Exercise description | With the line that contains "before the fill." as the final line, return every line from the start of the data below exactly.

***** Input material

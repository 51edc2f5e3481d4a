use crate::lattice::parameters::d2q9::Q;
use crate::lattice::Lattice;

use rayon::prelude::*;

/// Height given to solid nodes with no liquid neighbor.
pub const DRY_SOLID_HEIGHT: f32 = -5.0;

/// Give every interior solid node the mean height of its liquid neighbors so renderers
/// see a continuous surface. Reads the heights as they were before the fill.
pub fn flood_solid_heights(lattice: &Lattice, solid: &[bool], height: &mut [f32]) {
    let source = height.to_vec();
    let rows = lattice.height();
    let cols = lattice.width();

    height
        .par_chunks_mut(cols)
        .enumerate()
        .filter(|(row, _)| *row > 0 && *row + 1 < rows)
        .for_each(|(row, height)| {
            for (col, h) in height.iter_mut().enumerate().take(cols - 1).skip(1) {
                if !solid[lattice.index(row, col)] {
                    continue;
                }
                let (sum, count) = (1..Q)
                    .filter_map(|link| lattice.neighbor(row, col, link, false))
                    .filter(|&neighbor| !solid[neighbor])
                    .fold((0.0, 0), |(sum, count), neighbor| (sum + source[neighbor], count + 1));
                *h = match count {
                    0 => DRY_SOLID_HEIGHT,
                    count => sum / count as f32,
                };
            }
        });
}

#[cfg(test)]
mod tests {
    use super::*;

    use approx::assert_relative_eq;

    #[test]
    fn test_solid_node_takes_mean_of_liquid_neighbors() {
        let lattice = Lattice::new(4, 4, 1.0, 1.0);
        let mut solid = vec![false; lattice.len()];
        let center = lattice.index(1, 1);
        solid[center] = true;
        solid[lattice.index(2, 2)] = true;
        let mut height: Vec<f32> = (0..lattice.len()).map(|i| i as f32 * 0.01).collect();
        height[center] = 0.0;
        height[lattice.index(2, 2)] = 0.0;

        flood_solid_heights(&lattice, &solid, &mut height);

        // liquid neighbors of (1, 1) are 0, 1, 2, 4, 6, 8 and 9
        let mean = |indices: &[usize]| {
            indices.iter().map(|&i| i as f32 * 0.01).sum::<f32>() / indices.len() as f32
        };
        assert_relative_eq!(height[center], mean(&[0, 1, 2, 4, 6, 8, 9]), epsilon = 1e-6);
        assert_relative_eq!(
            height[lattice.index(2, 2)],
            mean(&[6, 7, 9, 11, 13, 14, 15]),
            epsilon = 1e-6
        );
    }

    #[test]
    fn test_enclosed_solid_node_gets_sentinel() {
        let lattice = Lattice::new(5, 5, 1.0, 1.0);
        let mut solid = vec![false; lattice.len()];
        for row in 1..4 {
            for col in 1..4 {
                solid[lattice.index(row, col)] = true;
            }
        }
        let mut height = vec![0.1; lattice.len()];

        flood_solid_heights(&lattice, &solid, &mut height);

        assert_eq!(height[lattice.index(2, 2)], DRY_SOLID_HEIGHT);
        assert_relative_eq!(height[lattice.index(1, 1)], 0.1, epsilon = 1e-6);
    }

    #[test]
    fn test_edge_nodes_untouched() {
        let lattice = Lattice::new(3, 3, 1.0, 1.0);
        let solid = vec![true; lattice.len()];
        let mut height = vec![0.0; lattice.len()];

        flood_solid_heights(&lattice, &solid, &mut height);

        assert_eq!(height[lattice.index(1, 1)], DRY_SOLID_HEIGHT);
        assert_eq!(height[0], 0.0);
        assert_eq!(height[lattice.len() - 1], 0.0);
    }
}
//! Lattice Boltzmann shallow water solver on a D2Q9 lattice.
//!
//! One [`Swe::iterate`] advances the state by a single step:
//!
//! 1. eddy adjusted inverse relaxation time (per node),
//! 2. collision with bed forcing, bounce-back on solid nodes,
//! 3. streaming into the staging arena,
//! 4. moment recovery with height and Froude clamps,
//! 5. inlet then outlet boundary conditions,
//! 6. optional flood fill of solid heights,
//! 7. equilibrium and forces for the next step, in parallel with the arena rotation.

pub mod boundary;
pub mod collision;
pub mod eddy;
pub mod equilibrium;
pub mod flood;
pub mod forces;
pub mod moments;
pub mod streaming;

use crate::config::{BoundaryScheme, Config};
use crate::error::Result;
use crate::lattice::Lattice;
use crate::node::{copy_buffer, NodeBuffers};

use boundary::{BoundaryNodes, Inlet};
use eddy::RelaxationParameters;

use itertools::izip;

/// Immutable per-simulation parameters derived from a [`Config`].
#[derive(Clone, Copy, Debug)]
pub struct Parameters {
    pub relaxation: RelaxationParameters,
    pub bed_slope: [f32; 2],
    pub apply_shear_forces: bool,
    pub boundary: BoundaryScheme,
    pub inlet: Inlet,
    pub flood_solid_heights: bool,
}

impl Parameters {
    pub fn new(config: &Config, lattice: &Lattice) -> Self {
        Self {
            relaxation: RelaxationParameters {
                relaxation_time: config.relaxation_time,
                smagorinsky_constant: config.smagorinsky_constant,
                apply_eddy_relaxation: config.apply_eddy_relaxation,
            },
            bed_slope: config.bed_slope,
            apply_shear_forces: config.apply_shear_forces,
            boundary: config.boundary,
            inlet: Inlet {
                height: config.initial_height(lattice),
                velocity: config.initial_velocity(lattice),
            },
            flood_solid_heights: config.flood_solid_heights,
        }
    }
}

/// Solver state: lattice, parameters and every per-node buffer.
pub struct Swe {
    lattice: Lattice,
    parameters: Parameters,
    nodes: NodeBuffers,
}

impl Swe {
    /// Create a solver with every liquid node at the inlet state and in equilibrium.
    pub fn new(config: &Config) -> Result<Self> {
        config.validate()?;
        let lattice = config.lattice();
        let parameters = Parameters::new(config, &lattice);
        let mut nodes = NodeBuffers::new(lattice.len());

        if config.solid_rails {
            let last = lattice.height() - 1;
            for col in 0..lattice.width() {
                nodes.solid[lattice.index(0, col)] = true;
                nodes.solid[lattice.index(last, col)] = true;
            }
        }
        for (solid, h, u) in izip!(&nodes.solid, &mut nodes.height, &mut nodes.velocity) {
            if !solid {
                *h = parameters.inlet.height;
                *u = parameters.inlet.velocity;
            }
        }

        let mut swe = Self {
            lattice,
            parameters,
            nodes,
        };
        swe.update_equilibrium_and_forces();
        let NodeBuffers {
            distributions,
            equilibrium,
            ..
        } = &mut swe.nodes;
        copy_buffer(equilibrium.as_slice(), distributions.current_mut())?;
        Ok(swe)
    }

    pub fn lattice(&self) -> &Lattice {
        &self.lattice
    }

    pub fn parameters(&self) -> &Parameters {
        &self.parameters
    }

    pub fn nodes(&self) -> &NodeBuffers {
        &self.nodes
    }

    /// Mark every node set in `mask` solid. Returns the number of newly solid nodes.
    pub fn apply_solid_mask(&mut self, mask: &[bool]) -> usize {
        let mut added = 0;
        for (index, &solid) in mask.iter().enumerate().take(self.nodes.len()) {
            if solid && !self.nodes.solid[index] {
                self.nodes.make_solid(index);
                added += 1;
            }
        }
        added
    }

    /// Advance the state by one step.
    pub fn iterate(&mut self) {
        let Self {
            lattice,
            parameters,
            nodes,
        } = self;
        let NodeBuffers {
            solid,
            distributions,
            equilibrium,
            inverse_relaxation,
            height,
            velocity,
            force,
        } = nodes;

        eddy::compute_inverse_relaxation(
            lattice,
            &parameters.relaxation,
            solid,
            distributions.current(),
            equilibrium,
            height,
            inverse_relaxation,
        );
        collision::collide(
            lattice,
            solid,
            equilibrium,
            inverse_relaxation,
            force,
            distributions.current_mut(),
        );
        {
            let (current, staging) = distributions.split_mut();
            streaming::stream(lattice, parameters.boundary.is_periodic(), current, staging);
        }
        moments::recover(lattice, solid, distributions.staging_mut(), height, velocity);

        let mut boundary_nodes = BoundaryNodes {
            solid,
            distributions: distributions.staging_mut(),
            height,
            velocity,
        };
        boundary::apply_inflow(
            lattice,
            parameters.boundary,
            &parameters.inlet,
            &mut boundary_nodes,
        );
        boundary::apply_outflow(lattice, parameters.boundary, &mut boundary_nodes);

        if parameters.flood_solid_heights {
            flood::flood_solid_heights(lattice, solid, height);
        }

        let (lattice, parameters) = (&*lattice, &*parameters);
        let (solid, height, velocity) = (&*solid, &*height, &*velocity);
        rayon::join(
            || {
                equilibrium::compute_equilibrium(lattice, solid, height, velocity, equilibrium);
                forces::update_forces(
                    lattice,
                    &parameters.bed_slope,
                    parameters.apply_shear_forces,
                    solid,
                    height,
                    velocity,
                    force,
                );
            },
            || distributions.rotate(),
        );
    }

    fn update_equilibrium_and_forces(&mut self) {
        let NodeBuffers {
            solid,
            equilibrium,
            height,
            velocity,
            force,
            ..
        } = &mut self.nodes;
        equilibrium::compute_equilibrium(&self.lattice, solid, height, velocity, equilibrium);
        forces::update_forces(
            &self.lattice,
            &self.parameters.bed_slope,
            self.parameters.apply_shear_forces,
            solid,
            height,
            velocity,
            force,
        );
    }
}

#[cfg(test)]
mod tests {
    use super::*;

    fn config() -> Config {
        Config {
            width: 8,
            height: 6,
            ..Config::default()
        }
    }

    #[test]
    fn test_new_paints_rails_and_starts_in_equilibrium() {
        let swe = Swe::new(&config()).expect("valid configuration");
        let lattice = *swe.lattice();
        let nodes = swe.nodes();

        for col in 0..lattice.width() {
            assert!(nodes.solid[lattice.index(0, col)]);
            assert!(nodes.solid[lattice.index(lattice.height() - 1, col)]);
            assert_eq!(nodes.height[lattice.index(0, col)], 0.0);
        }
        let index = lattice.index(2, 3);
        assert!(!nodes.solid[index]);
        assert_eq!(nodes.height[index], 0.1);
        assert_eq!(nodes.distributions.current()[index], nodes.equilibrium[index]);
        assert!(nodes.force[index][0] > 0.0, "bed slope drives the flow east");
    }

    #[test]
    fn test_new_rejects_invalid_configuration() {
        let config = Config {
            height: 1,
            ..config()
        };
        assert!(Swe::new(&config).is_err());
    }

    #[test]
    fn test_iterate_rotates_arenas_and_keeps_rails() {
        let mut swe = Swe::new(&config()).expect("valid configuration");
        swe.iterate();
        let lattice = *swe.lattice();
        let nodes = swe.nodes();

        assert_eq!(nodes.distributions.generation(), 1);
        assert!(nodes.distributions.staging().iter().flatten().all(|&f| f == 0.0));
        for col in 0..lattice.width() {
            assert_eq!(nodes.height[lattice.index(0, col)], 0.0);
        }
        for &h in nodes.height[lattice.width()..lattice.len() - lattice.width()].iter() {
            assert!(h.is_finite() && h > 0.0);
        }
    }

    #[test]
    fn test_apply_solid_mask_counts_new_nodes() {
        let mut swe = Swe::new(&config()).expect("valid configuration");
        let mut mask = swe.nodes().solid.clone();
        let index = swe.lattice().index(2, 2);
        mask[index] = true;

        assert_eq!(swe.apply_solid_mask(&mask), 1);
        assert_eq!(swe.apply_solid_mask(&mask), 0);
        assert!(swe.nodes().solid[index]);
        assert_eq!(swe.nodes().height[index], 0.0);
    }
}
use wasm_lbm_swe::sampling::{half_texel, linear_blend, linear_sample_coords};
use wasm_lbm_swe::{BoundaryScheme, Config, Simulation};

use approx::assert_relative_eq;

#[test]
fn test_sampler_on_uniform_flow() {
    let config = Config {
        width: 10,
        height: 7,
        boundary: BoundaryScheme::Periodic,
        solid_rails: false,
        bed_slope: [0.0, 0.0],
        initial_velocity: Some([0.2, 0.0]),
        ..Config::default()
    };
    let mut simulation = Simulation::new(config).expect("valid configuration");
    let snapshot = simulation.step().expect("step");

    for uv in [[0.0, 0.0], [0.33, 0.71], [1.0, 1.0], [-2.0, 5.0]] {
        assert_relative_eq!(snapshot.sample_height(uv), 0.1, epsilon = 1e-5);
        let [ux, uy] = snapshot.sample_velocity(uv);
        assert_relative_eq!(ux, 0.2, epsilon = 1e-4);
        assert_relative_eq!(uy, 0.0, epsilon = 1e-5);
        assert_eq!(snapshot.sample_solid(uv), 0.0);
    }
}

#[test]
fn test_sampler_interpolates_between_rows() {
    let dimensions = [3, 3];
    let field: Vec<f32> = (0..9).map(|i| (i / 3) as f32).collect();

    // halfway between the first and second row, on the middle column
    let coords = linear_sample_coords([0.5, 0.5 - 1.0 / 6.0], dimensions, half_texel(dimensions));
    let value = linear_blend(
        field[coords.upper_left],
        field[coords.lower_left],
        field[coords.upper_right],
        field[coords.lower_right],
        coords.weights,
    );
    assert_relative_eq!(value, 0.5, epsilon = 1e-5);
}

#[test]
fn test_sample_solid_follows_obstacles() {
    let config = Config {
        width: 9,
        height: 9,
        ..Config::default()
    };
    let mut simulation = Simulation::new(config).expect("valid configuration");
    simulation.set_solid_uv([0.5, 0.5]);
    let snapshot = simulation.step().expect("step");

    assert!(snapshot.sample_solid([0.5, 0.5]) > 0.99);
    assert_relative_eq!(snapshot.sample_solid([0.2, 0.0]), 1.0);
    assert!(snapshot.sample_solid([0.25, 0.5]) < 0.01);
}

**********

Solution |
repository 51edc2f5e3481d4a
use crate::lattice::parameters::d2q9::Q;
use crate::lattice::Lattice;

use rayon::prelude::*;

/// Height given to solid nodes with no liquid neighbor.
pub const DRY_SOLID_HEIGHT: f32 = -5.0;

/// Give every interior solid node the mean height of its liquid neighbors so renderers
/// see a continuous surface. Reads the heights as they were before the fill.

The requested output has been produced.